Partiamo da un termine tecnico del glossario cinematografico: “mockumentary”. Cosa significa e cos’è un mockumentary? È la fusione di un verbo e di un sostantivo entrambi della lingua inglese: “to mock”, fare il verso, e “documentary”, documentario. In termini pratici, un film che sembra un documentario, perché ne “rifà il verso”, ne riprende il registro tecnico e stilistico, ricostruendo una vicenda verosimilmente reale, ma che in verità è una pura finzione cinematografica.

Il mockumentary si è affermato come un vero e proprio genere del cinema e della televisione, fin dal suo primo riuscito colpaccio nel 1965, quando con “The War Game”, Peter Watkins, simulando un più che realistico attacco atomico all’Inghilterra, si aggiudicò l’Oscar come migliore documentario. Famoso e più recente il tiro messo a segno anche da “The Blair Witch Project”, con cui un gruppo di ragazzi sbancarono i botteghini di mezzo mondo, simulando una situazione horror da loro direttamente vissuta e ripresa con videocamera in un bosco di notte.

Più recentemente, da citare nel genere anche “ L'era legale ” lavoro di Enrico Caria uscito nel 2011 e presentato al Festival di Torino, che racconta l'ascesa di un sindaco particolare che riesce a liberare Napoli dalla camorra.

Premessa necessaria, questa, per parlare di un altro geniale mockumentary di due scapestrati registi italiani, coprodotto dalla Rai e presentato a Venezia nel 2011. Si tratta de “Il mundial dimenticato”, dei toscanacci Lorenzo Garzella e Filippo Macelloni, in cui si ricostruiscono con il respiro e il puntiglio professionale di una appassionante inchiesta giornalistica le vicende di un Campionato Mondiale di Calcio disputato nel 1942 in Patagonia, Argentina, mentre l’Europa è già avvolta dalla follia della Seconda Guerra Mondiale.

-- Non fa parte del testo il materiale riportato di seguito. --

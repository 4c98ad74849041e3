/*
 *  Copyright (C) 2025  Markus Elias Gerber
 *
 *  This program is free software: you can redistribute it and/or modify
 *  it under the terms of the GNU General Public License as published by
 *  the Free Software Foundation, either version 3 of the License, or
 *  (at your option) any later version.
 *
 *  This program is distributed in the hope that it will be useful,
 *  but WITHOUT ANY WARRANTY; without even the implied warranty of
 *  MERCHANTABILITY or FITNESS FOR A PARTICULAR PURPOSE.  See the
 *  GNU General Public License for more details.
 *
 *  You should have received a copy of the GNU General Public License
 *  along with this program.  If not, see <https://www.gnu.org/licenses/>.
 */

use core::fmt;

use serde::Serialize;
use thiserror::Error;

use crate::mmu::MmuStats;

const FRAMES_LABEL: &str = "total memory frames:";
const EVENTS_LABEL: &str = "events in trace:";
const READS_LABEL: &str = "total disk reads:";
const WRITES_LABEL: &str = "total disk writes:";
const RATE_LABEL: &str = "page fault rate:";

/// Maximum difference of two fault rates that are considered equal
const RATE_TOLERANCE: f64 = 1e-6;

/// Result of a simulation run.
///
/// Its `Display` output is the five line report that downstream tools parse
/// positionally, so neither labels nor order may change.
#[derive(Debug, Clone, Copy, PartialEq, Eq, Serialize)]
pub struct SimSummary {
    pub num_frames: usize,
    pub events: u64,
    pub disk_reads: u64,
    pub disk_writes: u64,
    pub page_faults: u64,
}

impl SimSummary {
    pub fn from_stats(num_frames: usize, stats: &MmuStats) -> Self {
        Self {
            num_frames,
            events: stats.events_processed,
            disk_reads: stats.disk_reads,
            disk_writes: stats.disk_writes,
            page_faults: stats.page_faults,
        }
    }

    /// Faults per processed event, `0.0` for an empty trace
    pub fn page_fault_rate(&self) -> f64 {
        if self.events == 0 {
            return 0.0;
        }

        self.page_faults as f64 / self.events as f64
    }

    pub fn to_reported(&self) -> ReportedSummary {
        ReportedSummary {
            num_frames: self.num_frames as u64,
            events: self.events,
            disk_reads: self.disk_reads,
            disk_writes: self.disk_writes,
            page_fault_rate: self.page_fault_rate(),
        }
    }
}

impl fmt::Display for SimSummary {
    fn fmt(&self, f: &mut fmt::Formatter<'_>) -> fmt::Result {
        writeln!(f, "{} {}", FRAMES_LABEL, self.num_frames)?;
        writeln!(f, "{} {}", EVENTS_LABEL, self.events)?;
        writeln!(f, "{} {}", READS_LABEL, self.disk_reads)?;
        writeln!(f, "{} {}", WRITES_LABEL, self.disk_writes)?;
        write!(f, "{} {:.4}", RATE_LABEL, self.page_fault_rate())
    }
}

#[derive(Debug, Error, PartialEq, Eq)]
pub enum SummaryParseError {
    #[error("report is missing {0:?}")]
    MissingField(&'static str),

    #[error("invalid value in report line {0:?}")]
    InvalidValue(String),
}

/// Summary as read back from a previously printed report (e.g. a baseline)
#[derive(Debug, Clone, Copy, PartialEq, Serialize)]
pub struct ReportedSummary {
    pub num_frames: u64,
    pub events: u64,
    pub disk_reads: u64,
    pub disk_writes: u64,
    pub page_fault_rate: f64,
}

impl ReportedSummary {
    /// Reads the five report values from `text`.
    ///
    /// Labels are matched case insensitively at the start of a line,
    /// all other lines (e.g. debug output) are ignored.
    pub fn parse(text: &str) -> Result<Self, SummaryParseError> {
        let mut num_frames = None;
        let mut events = None;
        let mut disk_reads = None;
        let mut disk_writes = None;
        let mut page_fault_rate = None;

        for line in text.lines() {
            let lower = line.trim().to_ascii_lowercase();

            if let Some(value) = lower.strip_prefix(FRAMES_LABEL) {
                num_frames = Some(parse_value(value, line)?);
            } else if let Some(value) = lower.strip_prefix(EVENTS_LABEL) {
                events = Some(parse_value(value, line)?);
            } else if let Some(value) = lower.strip_prefix(READS_LABEL) {
                disk_reads = Some(parse_value(value, line)?);
            } else if let Some(value) = lower.strip_prefix(WRITES_LABEL) {
                disk_writes = Some(parse_value(value, line)?);
            } else if let Some(value) = lower.strip_prefix(RATE_LABEL) {
                page_fault_rate = Some(parse_value(value, line)?);
            }
        }

        Ok(Self {
            num_frames: num_frames.ok_or(SummaryParseError::MissingField(FRAMES_LABEL))?,
            events: events.ok_or(SummaryParseError::MissingField(EVENTS_LABEL))?,
            disk_reads: disk_reads.ok_or(SummaryParseError::MissingField(READS_LABEL))?,
            disk_writes: disk_writes.ok_or(SummaryParseError::MissingField(WRITES_LABEL))?,
            page_fault_rate: page_fault_rate
                .ok_or(SummaryParseError::MissingField(RATE_LABEL))?,
        })
    }

    /// Counters have to be equal, rates may differ by rounding
    pub fn matches(&self, other: &ReportedSummary) -> bool {
        self.num_frames == other.num_frames
            && self.events == other.events
            && self.disk_reads == other.disk_reads
            && self.disk_writes == other.disk_writes
            && (self.page_fault_rate - other.page_fault_rate).abs() < RATE_TOLERANCE
    }
}

fn parse_value<T: core::str::FromStr>(value: &str, line: &str) -> Result<T, SummaryParseError> {
    value
        .trim()
        .parse()
        .map_err(|_| SummaryParseError::InvalidValue(line.to_string()))
}

#[cfg(test)]
mod test {
    use super::{ReportedSummary, SimSummary, SummaryParseError};

    fn summary() -> SimSummary {
        SimSummary {
            num_frames: 2,
            events: 4,
            disk_reads: 4,
            disk_writes: 0,
            page_faults: 4,
        }
    }

    #[test]
    fn test_report_format() {
        let expected = "total memory frames: 2\n\
                        events in trace: 4\n\
                        total disk reads: 4\n\
                        total disk writes: 0\n\
                        page fault rate: 1.0000";
        assert_eq!(summary().to_string(), expected);

        let summary = SimSummary {
            num_frames: 64,
            events: 3,
            disk_reads: 1,
            disk_writes: 0,
            page_faults: 1,
        };
        assert!(summary.to_string().ends_with("page fault rate: 0.3333"));
    }

    #[test]
    fn test_empty_trace_rate() {
        let summary = SimSummary {
            num_frames: 8,
            events: 0,
            disk_reads: 0,
            disk_writes: 0,
            page_faults: 0,
        };
        assert_eq!(summary.page_fault_rate(), 0.0);
        assert!(summary.to_string().ends_with("page fault rate: 0.0000"));
    }

    #[test]
    fn test_parse_own_report() {
        let reported = ReportedSummary::parse(&summary().to_string()).unwrap();
        assert!(reported.matches(&summary().to_reported()));
    }

    #[test]
    fn test_parse_ignores_other_lines() {
        let text = "FAULT: page 1\n\
                    Total Memory Frames: 12\n\
                    events in trace: 1000\n\
                    HIT: page 3. Dirty: false\n\
                    total disk reads: 300\n\
                    total disk writes:   15\n\
                    page fault rate: 0.3000\n";
        let reported = ReportedSummary::parse(text).unwrap();

        assert_eq!(reported.num_frames, 12);
        assert_eq!(reported.events, 1000);
        assert_eq!(reported.disk_reads, 300);
        assert_eq!(reported.disk_writes, 15);
        assert!((reported.page_fault_rate - 0.3).abs() < 1e-9);
    }

    #[test]
    fn test_parse_errors() {
        assert_eq!(
            ReportedSummary::parse("total memory frames: 1\n"),
            Err(SummaryParseError::MissingField("events in trace:"))
        );
        assert_eq!(
            ReportedSummary::parse("total memory frames: lots\n"),
            Err(SummaryParseError::InvalidValue(
                "total memory frames: lots".into()
            ))
        );
    }

    #[test]
    fn test_matches_tolerance() {
        let a = summary().to_reported();
        let mut b = a;
        b.page_fault_rate += 1e-7;
        assert!(a.matches(&b));

        b.page_fault_rate += 1e-3;
        assert!(!a.matches(&b));

        let mut c = a;
        c.disk_writes += 1;
        assert!(!a.matches(&c));
    }
}
/*
 *  Copyright (C) 2025  Markus Elias Gerber
 *
 *  This program is free software: you can redistribute it and/or modify
 *  it under the terms of the GNU General Public License as published by
 *  the Free Software Foundation, either version 3 of the License, or
 *  (at your option) any later version.
 *
 *  This program is distributed in the hope that it will be useful,
 *  but WITHOUT ANY WARRANTY; without even the implied warranty of
 *  MERCHANTABILITY or FITNESS FOR A PARTICULAR PURPOSE.  See the
 *  GNU General Public License for more details.
 *
 *  You should have received a copy of the GNU General Public License
 *  along with this program.  If not, see <https://www.gnu.org/licenses/>.
 */

use crate::mmu::ResidentEntry;

mod clock;
mod lru;
mod random;

pub use clock::*;
pub use lru::*;
pub use random::*;

/// Decides which resident page has to leave once all frames are occupied.
///
/// The mmu owns the frame table and hands it to the module on every event.
/// Each frame carries `EntryState`, the metadata this module needs per
/// resident page. Slots are indices into the frame table and stay stable:
/// a page is always loaded into the slot that was freed for it.
pub trait ReplacementModule {
    /// Per frame metadata of this module
    type EntryState: Default;

    fn new(num_frames: usize) -> Self;

    /// A page was loaded into `slot`.
    ///
    /// `frames[slot].state` is reset to its default before this is called.
    fn on_load(&mut self, slot: usize, frames: &mut [ResidentEntry<Self::EntryState>]);

    /// The resident page in `slot` was accessed again
    fn on_access(&mut self, slot: usize, frames: &mut [ResidentEntry<Self::EntryState>]);

    /// Selects the slot whose page will be evicted.
    ///
    /// Only called if every frame is occupied. The returned slot will
    /// be overwritten and passed to `on_load` afterwards.
    /// Returns `None` if no victim could be found, which is a logic error.
    fn select_victim(&mut self, frames: &mut [ResidentEntry<Self::EntryState>]) -> Option<usize>;
}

Il racconto si mostra più avvincente di qualsiasi pellicola esplicitamente di finzione narrativa. Perché? Perché quello che viene messa in scena, nelle sembianze della realtà storica, è proprio una possibilità realistica della storia, non solo passata ma anche presente e futura. Che questa grande passione planetaria che è il gioco attorno a una sfera di cuoio possa essere usata contro il razzismo, la violenza, la follia guerrafondaia delle grandi potenze politiche ed economiche è qualcosa che può e, anzi, dovrebbe avvenire. Appare così estremamente realistico che il film ci mostri un conte trasmigrato in Argentina da quella terra martoriata per secoli da guerre di ogni tipo che sono i Balcani, il quale concepisca e realizzi questo progetto visionario di una Coppa Rimet contro la voragine bellica e razzistica in cui l’Europa sta precipitando.

La situazione “precipizio” è una “possibilità” sempre incombente nella storia, e così anche la “possibilità” di un antidoto a esso deve essere realisticamente contemplata, come possibilità e atto concreto di salvezza messianica, secondo quanto scriveva il filosofo ebreo tedesco Walter Benjamin, prima di suicidarsi per sfuggire alla cattura dei nazisti. L’amore per il calcio è in questo film una coniugazione particolare dell’amore in sé, della sua forza naturale che si oppone e tenta di arginare quella del male. Così alla vicenda calcistica si intreccia una straordinaria narrazione d’amore umano che è anche una storia d’amore per il cinema e per il suo compito artistico di dare visibilità e voce proprio a ciò a cui la Storia ha finora protervamente negato “possibilità”.

Per questo sarebbe un vero “delitto di silenzio” che anche a questo film venisse concessa solo la possibilità di non essere visto e ricordato, a causa di una distribuzione che lo condanna in una zona di semi clandestinità scandalosa. Nonostante, tra i suoi meriti, il lavoro sia stato adottato da Survival, la ONG che si occupa degli indiani mapuche, che sono tra i protagonisti del racconto.